Peter Auvinen, nouveau patron de Miller Thomson, Élu par l’association de son cabinet au début juillet.
Peter Auvinen, nouveau patron de Miller Thomson, Élu par l’association de son cabinet au début juillet.
Élu par l’association de son cabinet au début juillet, Peter Auvinen veut que Miller Thomson consolide sa présence au pays.

Spécialisé dans les marchés intermédiaires, comme Montréal, Miller Thomson souhaite aussi consolider sa présence auprès de clients commerciaux en quête d’expansion, ou d’acquisitions.

« Il est certain que les marchés canadiens où nous sommes déjà actifs proposent de bonnes possibilités de croissance », tant au plan des nouvelles affaires que de la croissance organique, à partir des clients déjà existants.

Par ailleurs, la grande région de Montréal est riche en potentiel : « l’économie va bien, les fusions et acquisitions se multiplient, il y a de grands projets d’infrastructures », sans compter que le Québec est une des places fortes du capital de risque au pays.

Peter Auvinen signale que le bureau de Montréal, qui comptait près de 50 avocats voici 5 ans, en compte aujourd’hui tout près d’une centaine.

« Notre équipe montréalaise de droit de la construction est l’une des meilleures de l’industrie et nous occupons une place de choix dans les fusions et acquisitions au pays », explique celui qui est arrivé chez Miller Thomson en 1996.

International

Il y a plus, car Miller Thomson a des visées à l’international. Et veut notamment guider les entreprises étrangères cherchant à s’établir au Canada. Pour ce faire, tant le cabinet que Peter Auvinen ciblent la Scandinavie pour mousser la croissance.

En tant que chef du groupe de pratique Régions nordiques, Peter Auvinen pilote notamment l’expansion des activités du cabinet dans ces pays des régions circumpolaires.

Il cite l’exemple de « plusieurs entreprises finlandaises qui cherchent à s’établir en Amérique du Nord » comme un segment de marché prometteur. Miller Thomson entend y arriver notamment à l’aide de partenariats avec des cabinets établis dans les capitales de ces pays.

La stratégie de Miller Thomson vise à répondre aux nouveaux impératifs du marché juridique : la concurrence des fournisseurs alternatifs, les nouvelles exigences quant aux modes de facturation, voilà autant d’occasions de se démarquer.

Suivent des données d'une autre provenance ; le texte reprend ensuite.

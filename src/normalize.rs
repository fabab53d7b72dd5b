//! SmO₂ normalization for the dynamic protocol.
//!
//! Raw SmO₂ is rescaled to 0–100 using the extrema of the whole session. The
//! parameters are computed once per run and passed to every consumer, so the
//! chart bands and the summary table always agree.

use log::debug;
use serde::{Deserialize, Serialize};

use crate::error::{AnalysisError, Result};
use crate::protocol::StartPhase;
use crate::{Session, TimeWindow};

/// Session-wide normalization parameters.
#[derive(Debug, Clone, Copy, PartialEq, Serialize, Deserialize)]
pub struct NormalizationParams {
    /// Lowest raw SmO₂ of the session
    pub smo2_min: f64,
    /// Highest raw SmO₂ of the session
    pub smo2_max: f64,
    /// Highest raw SmO₂ during the start phase, if the phase has samples
    pub start_max: Option<f64>,
    /// `start_max` on the normalized scale
    pub start_max_norm: Option<f64>,
}

impl NormalizationParams {
    /// Derive the parameters from a session.
    ///
    /// Returns [`AnalysisError::DegenerateRange`] when SmO₂ is constant.
    pub fn from_session(session: &Session, start_phase: &StartPhase) -> Result<Self> {
        let (smo2_min, smo2_max) = session.samples().iter().fold(
            (f64::INFINITY, f64::NEG_INFINITY),
            |(lo, hi), s| (lo.min(s.smo2), hi.max(s.smo2)),
        );

        if smo2_max <= smo2_min {
            return Err(AnalysisError::DegenerateRange { value: smo2_min });
        }

        let start_max = session
            .window(TimeWindow::closed(f64::NEG_INFINITY, start_phase.end))
            .map(|(_, s)| s.smo2)
            .reduce(f64::max);

        let mut params = Self {
            smo2_min,
            smo2_max,
            start_max,
            start_max_norm: None,
        };
        let start_max_norm = start_max.map(|v| params.normalize(v));
        params.start_max_norm = start_max_norm;

        debug!(
            "[Normalize] SmO2 range {:.1}-{:.1}%, start max {:?}",
            smo2_min, smo2_max, start_max
        );

        Ok(params)
    }

    /// Map a raw SmO₂ value onto the 0–100 scale.
    pub fn normalize(&self, value: f64) -> f64 {
        100.0 * (value - self.smo2_min) / (self.smo2_max - self.smo2_min)
    }
}

#[cfg(test)]
mod tests {
    use super::*;
    use crate::Sample;

    fn session(points: &[(f64, f64)]) -> Session {
        Session::new(
            points
                .iter()
                .map(|&(t, smo2)| Sample::new(t, smo2, 150.0))
                .collect(),
        )
        .unwrap()
    }

    #[test]
    fn test_normalize_extrema() {
        let s = session(&[(0.0, 62.0), (60.0, 70.0), (300.0, 35.0), (600.0, 80.0)]);
        let params = NormalizationParams::from_session(&s, &StartPhase::default()).unwrap();

        assert_eq!(params.normalize(params.smo2_min), 0.0);
        assert_eq!(params.normalize(params.smo2_max), 100.0);
        assert!((params.normalize(57.5) - 50.0).abs() < 1e-9);
    }

    #[test]
    fn test_start_phase_max() {
        let s = session(&[(0.0, 62.0), (60.0, 70.0), (120.0, 71.0), (121.0, 90.0), (400.0, 30.0)]);
        let params = NormalizationParams::from_session(&s, &StartPhase::default()).unwrap();

        assert_eq!(params.start_max, Some(71.0));
        let expected = 100.0 * (71.0 - 30.0) / 60.0;
        assert!((params.start_max_norm.unwrap() - expected).abs() < 1e-9);
    }

    #[test]
    fn test_start_phase_without_samples() {
        let s = session(&[(200.0, 62.0), (300.0, 70.0)]);
        let params = NormalizationParams::from_session(&s, &StartPhase::default()).unwrap();
        assert_eq!(params.start_max, None);
        assert_eq!(params.start_max_norm, None);
    }

    #[test]
    fn test_degenerate_range() {
        let s = session(&[(0.0, 55.0), (10.0, 55.0), (20.0, 55.0)]);
        assert!(matches!(
            NormalizationParams::from_session(&s, &StartPhase::default()),
            Err(AnalysisError::DegenerateRange { .. })
        ));
    }
}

Le cabinet entend bien tirer profit d’une approche davantage centrée sur la gestion, intégrée à la structure administrative du cabinet depuis un moment déjà. « Nous avons dans notre équipe de direction depuis plusieurs années des professionnels d’autres milieux, comme des directeurs financiers et des chefs de l’exploitation. »

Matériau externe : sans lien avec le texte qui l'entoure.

//! Declarative chart description.
//!
//! The rendering layer receives a [`ChartSpec`]: plotted series plus a list of
//! [`Annotation`]s (shaded spans, reference lines, markers, fitted curves).
//! Nothing here draws; positions come from the computed zones and metrics.

use serde::Serialize;

use crate::metrics::AllOutMetrics;
use crate::normalize::NormalizationParams;
use crate::protocol::{AnnotationSet, DynamicBreakpoints, EffortWindow};
use crate::zones::{BoundarySample, ThresholdBands, Zone, ZoneAxis};
use crate::Session;

/// Fill colors of T1–T4
const TIME_ZONE_COLORS: [&str; 4] = ["lightgreen", "khaki", "lightcoral", "lightblue"];
const TIME_ZONE_ALPHA: f64 = 0.3;

/// Which axis an annotation is positioned on.
#[derive(Debug, Clone, Copy, PartialEq, Eq, Serialize)]
#[serde(rename_all = "snake_case")]
pub enum Axis {
    /// Positions are times (vertical spans and lines)
    X,
    /// Positions are SmO₂ values (horizontal spans and lines)
    Y,
}

#[derive(Debug, Clone, Copy, PartialEq, Eq, Serialize)]
#[serde(rename_all = "snake_case")]
pub enum LineStyle {
    Solid,
    Dashed,
}

/// One overlay element.
#[derive(Debug, Clone, PartialEq, Serialize)]
#[serde(tag = "kind", rename_all = "snake_case")]
pub enum Annotation {
    Span {
        axis: Axis,
        start: f64,
        end: f64,
        color: String,
        alpha: f64,
        label: String,
    },
    Line {
        axis: Axis,
        position: f64,
        color: String,
        style: LineStyle,
        width: f64,
        label: String,
    },
    Marker {
        x: f64,
        y: f64,
        color: String,
        label: String,
    },
    Curve {
        points: Vec<(f64, f64)>,
        color: String,
        style: LineStyle,
        label: String,
    },
}

impl Annotation {
    pub fn label(&self) -> &str {
        match self {
            Annotation::Span { label, .. }
            | Annotation::Line { label, .. }
            | Annotation::Marker { label, .. }
            | Annotation::Curve { label, .. } => label,
        }
    }
}

/// A plotted data series.
#[derive(Debug, Clone, PartialEq, Serialize)]
pub struct Series {
    pub label: String,
    pub color: String,
    pub style: LineStyle,
    /// Drawn against the secondary y axis
    pub secondary_axis: bool,
    pub points: Vec<(f64, f64)>,
}

/// Everything the rendering layer needs for one chart.
#[derive(Debug, Clone, PartialEq, Serialize)]
pub struct ChartSpec {
    pub title: String,
    pub x_label: String,
    pub y_label: String,
    pub y2_label: Option<String>,
    pub series: Vec<Series>,
    pub annotations: Vec<Annotation>,
}

// ============================================================================
// All-out 30s
// ============================================================================

fn zone_span(zone: &Zone, color: &str, alpha: f64) -> Annotation {
    Annotation::Span {
        axis: match zone.axis {
            ZoneAxis::Time => Axis::X,
            ZoneAxis::Smo2Normalized => Axis::Y,
        },
        start: zone.start,
        end: zone.end,
        color: color.to_string(),
        alpha,
        label: zone.label.clone(),
    }
}

/// Zone spans, SmO₂ extrema, T½ marker and the reoxygenation fit.
pub fn all_out_annotations(
    zones: &[Zone],
    metrics: &AllOutMetrics,
    window: &EffortWindow,
    set: &AnnotationSet,
) -> Vec<Annotation> {
    let mut annotations: Vec<Annotation> = zones
        .iter()
        .zip(TIME_ZONE_COLORS.iter().cycle())
        .map(|(zone, color)| zone_span(zone, color, TIME_ZONE_ALPHA))
        .collect();

    if let Some(peak) = metrics.smo2_peak {
        annotations.push(Annotation::Marker {
            x: peak.time,
            y: peak.smo2,
            color: "blue".to_string(),
            label: format!("SmO₂ max ({:.1}%)", peak.smo2),
        });
    }

    if set.recovery_markers {
        if let Some(low) = metrics.smo2_min {
            annotations.push(Annotation::Marker {
                x: low.time,
                y: low.smo2,
                color: "black".to_string(),
                label: format!("SmO₂ min ({:.1}%)", low.smo2),
            });
        }
        let recovery = &metrics.half_recovery;
        if let (Some(t_abs), Some(t_half), Some(threshold)) =
            (recovery.t_half_abs, recovery.t_half, recovery.threshold)
        {
            annotations.push(Annotation::Marker {
                x: t_abs,
                y: threshold,
                color: "purple".to_string(),
                label: format!("T½ réox ({:.2}s)", t_half),
            });
        }
    }

    if set.reoxygenation_fit {
        if let Some(fit) = metrics.reox_fit {
            annotations.push(Annotation::Curve {
                points: fit.sample(window.reox_start, window.reox_end, window.fit_points),
                color: "green".to_string(),
                style: LineStyle::Dashed,
                label: format!("Pente réox ({}–{}s)", window.reox_start, window.reox_end),
            });
        }
    }

    annotations
}

/// SmO₂ and power against time with the all-out overlays.
pub fn all_out_chart(title: &str, session: &Session, annotations: Vec<Annotation>) -> ChartSpec {
    let samples = session.samples();
    ChartSpec {
        title: title.to_string(),
        x_label: "Temps (s)".to_string(),
        y_label: "SmO₂ (%)".to_string(),
        y2_label: Some("Puissance (W)".to_string()),
        series: vec![
            Series {
                label: "SmO₂ (%)".to_string(),
                color: "blue".to_string(),
                style: LineStyle::Solid,
                secondary_axis: false,
                points: samples.iter().map(|s| (s.time, s.smo2)).collect(),
            },
            Series {
                label: "Puissance (W)".to_string(),
                color: "red".to_string(),
                style: LineStyle::Dashed,
                secondary_axis: true,
                points: samples.iter().map(|s| (s.time, s.power)).collect(),
            },
        ],
        annotations,
    }
}

// ============================================================================
// Dynamic ramp
// ============================================================================

fn band_style(zone: &Zone) -> (&'static str, f64) {
    match zone.name.as_str() {
        "REC" => ("lightblue", 0.3),
        "Z1" => ("green", 0.2),
        "Z2" => ("orange", 0.2),
        _ => ("red", 0.2),
    }
}

/// "S1 (250 W, 152 bpm)"; values are truncated to whole units.
fn breakpoint_label(name: &str, at: &BoundarySample) -> String {
    match at.heart_rate {
        Some(hr) => format!("{} ({} W, {} bpm)", name, at.power.trunc(), hr.trunc()),
        None => format!("{} ({} W)", name, at.power.trunc()),
    }
}

/// SmO₂ bands, breakpoint lines and the start-phase reference line.
pub fn dynamic_annotations(
    bands: &ThresholdBands,
    breakpoints: &DynamicBreakpoints,
    params: &NormalizationParams,
) -> Vec<Annotation> {
    let mut annotations: Vec<Annotation> = bands
        .zones
        .iter()
        .map(|zone| {
            let (color, alpha) = band_style(zone);
            zone_span(zone, color, alpha)
        })
        .collect();

    for (name, position, at, color) in [
        ("S1", breakpoints.s1, &bands.s1, "green"),
        ("S2", breakpoints.s2, &bands.s2, "red"),
        ("PMA", breakpoints.pma, &bands.pma, "black"),
    ] {
        annotations.push(Annotation::Line {
            axis: Axis::X,
            position,
            color: color.to_string(),
            style: LineStyle::Dashed,
            width: 1.5,
            label: breakpoint_label(name, at),
        });
    }

    if let (Some(raw), Some(norm)) = (params.start_max, params.start_max_norm) {
        annotations.push(Annotation::Line {
            axis: Axis::Y,
            position: norm,
            color: "purple".to_string(),
            style: LineStyle::Dashed,
            width: 1.0,
            label: format!("SmO₂ max départ (~{:.1}%)", raw),
        });
    }

    annotations
}

/// Normalized SmO₂ against time with the dynamic overlays.
pub fn dynamic_chart(
    session: &Session,
    params: &NormalizationParams,
    annotations: Vec<Annotation>,
) -> ChartSpec {
    ChartSpec {
        title: "SmO₂ – Zones d'intensité ajustées dynamiquement".to_string(),
        x_label: "Temps (s)".to_string(),
        y_label: "SmO₂ normalisée (%)".to_string(),
        y2_label: None,
        series: vec![Series {
            label: "SmO₂ normalisée (%)".to_string(),
            color: "blue".to_string(),
            style: LineStyle::Solid,
            secondary_axis: false,
            points: session
                .samples()
                .iter()
                .map(|s| (s.time, params.normalize(s.smo2)))
                .collect(),
        }],
        annotations,
    }
}

#[cfg(test)]
mod tests {
    use super::*;
    use crate::metrics::{compute_all_out_metrics, post_effort_peak};
    use crate::protocol::{AllOutBreakpoints, FatigueIndexMethod, StartPhase};
    use crate::zones::{segment_fixed_time, segment_threshold_bands};
    use crate::Sample;

    fn all_out_session(with_recovery: bool) -> Session {
        let end = if with_recovery { 60 } else { 30 };
        let samples = (0..=end)
            .map(|t| {
                let t = t as f64;
                let smo2 = if t <= 30.0 { 70.0 - t } else { 40.0 + (t - 30.0) };
                Sample::new(t, smo2, 900.0 - 10.0 * t.min(30.0))
            })
            .collect();
        Session::new(samples).unwrap()
    }

    fn build(session: &Session, set: AnnotationSet) -> Vec<Annotation> {
        let window = EffortWindow::default();
        let peak = post_effort_peak(session, &window);
        let zones =
            segment_fixed_time(&AllOutBreakpoints::new(3.0, 10.0), &window, peak.as_ref()).unwrap();
        let metrics =
            compute_all_out_metrics(session, &zones, &window, FatigueIndexMethod::MinAfterPeak);
        all_out_annotations(&zones, &metrics, &window, &set)
    }

    #[test]
    fn test_all_out_full_overlay() {
        let annotations = build(&all_out_session(true), AnnotationSet::default());

        let spans: Vec<&Annotation> = annotations
            .iter()
            .filter(|a| matches!(a, Annotation::Span { .. }))
            .collect();
        assert_eq!(spans.len(), 4);
        match spans[3] {
            Annotation::Span { start, end, color, .. } => {
                assert_eq!((*start, *end), (30.0, 60.0));
                assert_eq!(color, "lightblue");
            }
            _ => unreachable!(),
        }

        let labels: Vec<&str> = annotations.iter().map(Annotation::label).collect();
        assert!(labels.contains(&"SmO₂ max (70.0%)"));
        assert!(labels.contains(&"SmO₂ min (40.0%)"));
        assert!(labels.contains(&"T½ réox (15.00s)"));

        let curve = annotations
            .iter()
            .find_map(|a| match a {
                Annotation::Curve { points, .. } => Some(points),
                _ => None,
            })
            .unwrap();
        assert_eq!(curve.len(), 100);
        assert_eq!(curve[0].0, 30.0);
        assert_eq!(curve[99].0, 45.0);
    }

    #[test]
    fn test_all_out_without_recovery_data() {
        let annotations = build(&all_out_session(false), AnnotationSet::default());

        // Zones still render, recovery ends at the fallback
        match &annotations[3] {
            Annotation::Span { start, end, .. } => assert_eq!((*start, *end), (30.0, 31.0)),
            other => panic!("expected span, got {:?}", other),
        }
        assert!(!annotations
            .iter()
            .any(|a| matches!(a, Annotation::Curve { .. })));
        assert!(!annotations.iter().any(|a| a.label().starts_with("T½")));
        assert!(!annotations.iter().any(|a| a.label().starts_with("SmO₂ max")));
    }

    #[test]
    fn test_all_out_minimal_set() {
        let set = AnnotationSet {
            recovery_markers: false,
            reoxygenation_fit: false,
        };
        let annotations = build(&all_out_session(true), set);
        // four spans + SmO2 max marker
        assert_eq!(annotations.len(), 5);
    }

    #[test]
    fn test_dynamic_overlay() {
        let samples: Vec<Sample> = (0..=60)
            .map(|i| {
                let t = i as f64 * 10.0;
                Sample::new(t, 80.0 - t / 10.0, 100.0 + t / 2.0).with_heart_rate(100.0 + t / 10.0)
            })
            .collect();
        let session = Session::new(samples).unwrap();
        let params = NormalizationParams::from_session(&session, &StartPhase::default()).unwrap();
        let breakpoints = DynamicBreakpoints::new(203.0, 400.0, 590.0);
        let bands = segment_threshold_bands(&session, &breakpoints, &params).unwrap();
        let annotations = dynamic_annotations(&bands, &breakpoints, &params);

        assert_eq!(annotations.len(), 4 + 3 + 1);
        let s1_line = annotations
            .iter()
            .find(|a| a.label().starts_with("S1"))
            .unwrap();
        match s1_line {
            Annotation::Line { axis, position, label, .. } => {
                assert_eq!(*axis, Axis::X);
                // line sits at the requested position, label uses the nearest sample
                assert_eq!(*position, 203.0);
                assert_eq!(label, "S1 (200 W, 120 bpm)");
            }
            _ => unreachable!(),
        }
        assert!(annotations
            .iter()
            .any(|a| a.label() == "SmO₂ max départ (~80.0%)"));
    }
}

Il y également un avantage concurrentiel dont le cabinet entend continuer de tirer profit. « Notre travaillons beaucoup avec des outils de gestion de projets juridiques. Nous offrons une meilleure prévisibilité quant à l’issue des dossiers et à leurs coûts. Nous implantons une telle approche dans de plus en plus de mandats », et Miller Thomson veut s’en servir pour consolider ses parts de marchés, et sa clientèle.